Durante a correição também foi verificado que as ações tinham como advogado um ex-servidor do TJRR que atuou na 2ª Vara da Fazenda Pública de Boa Vista e era compadre de servidores da 1ª Vara da Fazenda Pública de Boa Vista, onde as minutas continuavam a ser elaboradas.

O relator avaliou que o magistrado atuou de forma negligente e imprudente sobretudo por delegar a um assessor a quase totalidade dos mais de 1,8 mil atos processuais. Segundo apurado, era o servidor que, utilizando a senha do juiz, despachava os processos. “Verificou-se que o magistrado Luiz Alberto não detém conhecimento mínimo acerca da tramitação dos processos de Saúde, tampouco mantém qualquer controle sobre as minutas confeccionados pelo servidor”, disse, em seu voto.

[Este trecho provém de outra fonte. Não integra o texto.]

use std::collections::BTreeMap;
use std::fs::File;
use std::io::BufReader;
use std::path::Path;
use std::time::Duration;

use serde_json::Value;

use crate::foundation::error::{BridgeError, BridgeResult};
use crate::readiness::registry::DEFAULT_HANDLE_TIMEOUT;

/// Version string the driver is expected to report.
pub const BRIDGE_VERSION: &str = env!("CARGO_PKG_VERSION");

/// One file from the public folder manifest.
#[derive(Clone, Debug, PartialEq, Eq, serde::Serialize, serde::Deserialize)]
#[serde(rename_all = "camelCase")]
pub struct StaticFile {
    /// Path relative to the public folder.
    pub name: String,
    /// URL the page loads it from.
    pub src: String,
    /// File size.
    #[serde(default)]
    pub size_in_bytes: u64,
    /// Modification time, milliseconds since the Unix epoch.
    #[serde(default)]
    pub last_modified: u64,
}

/// Inputs the driver injects at page load.
///
/// Every field has a default, so `{}` is a valid environment.
#[derive(Clone, Debug, PartialEq, serde::Serialize, serde::Deserialize)]
#[serde(rename_all = "camelCase", default)]
pub struct PageEnv {
    /// URL prefix static files are served under.
    pub static_base: String,
    /// Public folder manifest.
    pub static_files: Vec<StaticFile>,
    /// Absolute public folder path, when it exists.
    pub public_folder_exists: Option<String>,
    /// Input props as JSON text.
    pub input_props: String,
    /// Environment variables visible to compositions, as a JSON object of strings.
    pub env_variables: String,
    /// Include audio assets in collections.
    pub audio_enabled: bool,
    /// Include video assets in collections.
    pub video_enabled: bool,
    /// Default budget for pending handles.
    pub timeout_in_milliseconds: u64,
    /// Frame selected right after mounting a composition.
    pub initial_frame: u64,
    /// Version of the collaborating build tooling.
    pub version: Option<String>,
}

impl Default for PageEnv {
    fn default() -> Self {
        Self {
            static_base: "/static".to_owned(),
            static_files: Vec::new(),
            public_folder_exists: None,
            input_props: "{}".to_owned(),
            env_variables: "{}".to_owned(),
            audio_enabled: true,
            video_enabled: true,
            timeout_in_milliseconds: DEFAULT_HANDLE_TIMEOUT.as_millis() as u64,
            initial_frame: 0,
            version: None,
        }
    }
}

impl PageEnv {
    /// Parse an environment from JSON text.
    pub fn from_json(s: &str) -> BridgeResult<Self> {
        serde_json::from_str(s).map_err(|e| BridgeError::serde(format!("parse page env: {e}")))
    }

    /// Parse an environment from a JSON file on disk.
    pub fn from_path(path: impl AsRef<Path>) -> BridgeResult<Self> {
        let path = path.as_ref();
        let f = File::open(path).map_err(|e| {
            BridgeError::validation(format!("open page env '{}': {e}", path.display()))
        })?;
        serde_json::from_reader(BufReader::new(f)).map_err(|e| {
            BridgeError::serde(format!("parse page env '{}': {e}", path.display()))
        })
    }

    /// Default handle budget.
    pub fn default_timeout(&self) -> Duration {
        Duration::from_millis(self.timeout_in_milliseconds)
    }

    /// Deserialized input props. Empty text means no props.
    pub fn input_props(&self) -> BridgeResult<Value> {
        if self.input_props.trim().is_empty() {
            return Ok(Value::Object(Default::default()));
        }
        serde_json::from_str(&self.input_props)
            .map_err(|e| BridgeError::serde(format!("parse input props: {e}")))
    }

    /// Deserialized environment variables.
    pub fn env_variables(&self) -> BridgeResult<BTreeMap<String, String>> {
        if self.env_variables.trim().is_empty() {
            return Ok(BTreeMap::new());
        }
        serde_json::from_str(&self.env_variables)
            .map_err(|e| BridgeError::serde(format!("parse env variables: {e}")))
    }

    /// Compare the reported tooling version against `expected`. Warns on mismatch, never fails.
    pub fn check_version(&self, expected: &str) -> bool {
        match self.version.as_deref() {
            None => true,
            Some(v) if v == expected => true,
            Some(v) => {
                tracing::warn!(
                    page = v,
                    expected,
                    "version mismatch between the page bridge and the build tooling"
                );
                false
            }
        }
    }

    /// URL of a file from the public folder.
    pub fn static_file(&self, name: &str) -> BridgeResult<String> {
        let rel = normalize_static_path(name)?;
        if !self.static_files.is_empty() && !self.static_files.iter().any(|f| f.name == rel) {
            tracing::warn!(name = %rel, "static file is not in the public folder manifest");
        }
        let base = self.static_base.trim_end_matches('/');
        Ok(format!("{base}/{}", encode_path(&rel)))
    }
}

/// Normalize a public-folder relative path (`a//b/./c` -> `a/b/c`).
pub fn normalize_static_path(source: &str) -> BridgeResult<String> {
    let s = source.replace('\\', "/");
    if s.starts_with('/') {
        return Err(BridgeError::validation(format!(
            "static file '{source}' must be relative to the public folder"
        )));
    }
    if s.is_empty() {
        return Err(BridgeError::validation("static file path must be non-empty"));
    }

    let mut out = Vec::<&str>::new();
    for part in s.split('/') {
        if part.is_empty() || part == "." {
            continue;
        }
        if part == ".." {
            return Err(BridgeError::validation(format!(
                "static file '{source}' must not contain '..'"
            )));
        }
        out.push(part);
    }

    if out.is_empty() {
        return Err(BridgeError::validation(
            "static file path must contain a file name",
        ));
    }

    Ok(out.join("/"))
}

fn encode_path(rel: &str) -> String {
    let mut s = String::with_capacity(rel.len());
    for c in rel.chars() {
        match c {
            ' ' => s.push_str("%20"),
            '#' => s.push_str("%23"),
            '%' => s.push_str("%25"),
            '?' => s.push_str("%3F"),
            _ => s.push(c),
        }
    }
    s
}

#[cfg(test)]
#[path = "../../tests/unit/bridge/env.rs"]
mod tests;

No voto, o corregedor ressaltou ainda que apesar de ser alertado sobre os problemas que envolviam os processos, o juiz não apurou aparente conluio entre seu assessor, que continua trabalhando na vara, e o advogado que patrocinava quase metade dos processos de saúde pública que ingressavam em Boa Vista.

Para o relator, o magistrado afrontou deveres previstos na Lei Orgânica da Magistratura Nacional (Loman) e negligenciou deveres do cargo. Além disso, infringiu o Código de Ética da Magistratura, com adoção de conduta imprudente.

Dilapidação de recursos públicos

Apesar das acusações contra Luiz Alberto, o relator afirmou que “não pesa contra o reclamado suspeita de conluio com quem quer seja, ou mesmo recebimento de vantagens indevidas em razão de suas decisões”, escreveu. Segundo o ministro, o magistrado “mostrou-se incapaz de conduzir processos de enorme relevância, próprios das varas de fazenda pública, o que foi elemento decisivo na aparente dilapidação dos cofres públicos de Roraima em razão de decisões desprovidas de técnica, temerárias, parciais e, a rigor, tomadas por seu assessor com uso consentido de token e assinatura do juiz”.

O ministro explicou também que os processos apresentavam inúmeras irregularidades, como a apresentação de um único orçamento privado acerca do procedimento médico, o que não permitia, em princípio, mensurar se os valores eram compatíveis com os praticados no mercado. Além disso, muitas liminares foram deferidas com determinação de imediata transferência de valores à própria parte demandante, antes mesmo da realização do procedimento médico e, em vários casos, sem consultar a Secretaria de Saúde sobre a possibilidade de realização do procedimento na rede pública.

O magistrado praticamente não utilizava os serviços do Núcleo de Apoio Técnico do Poder Judiciário (NatJus,) “mesmo em casos aparentemente de alta complexidade, o que impossibilitava verificar se o procedimento buscado era recomendável à enfermidade alegada, se o caso era considerado de urgência a exigir uma decisão liminar e se os valores estavam dentro da normalidade dos preços pagos pelo Estado em procedimentos similares”.

Além da abertura do PAD, o relator entendeu necessário o afastamento do magistrado do cargo pois a sua permanência seria “motivo suficiente para despertar no jurisdicionado a fundada desconfiança contra o próprio Poder Judiciário’, concluiu.

Na mesma sessão, estava em pauta uma reclamação disciplinar que trata de fatos relacionados ao caso movida contra Aluízio Ferreira Vieira, da 1ª Vara da Fazenda Pública de Boa Vista, e deverá ser apreciada na próxima sessão do plenário do CNJ.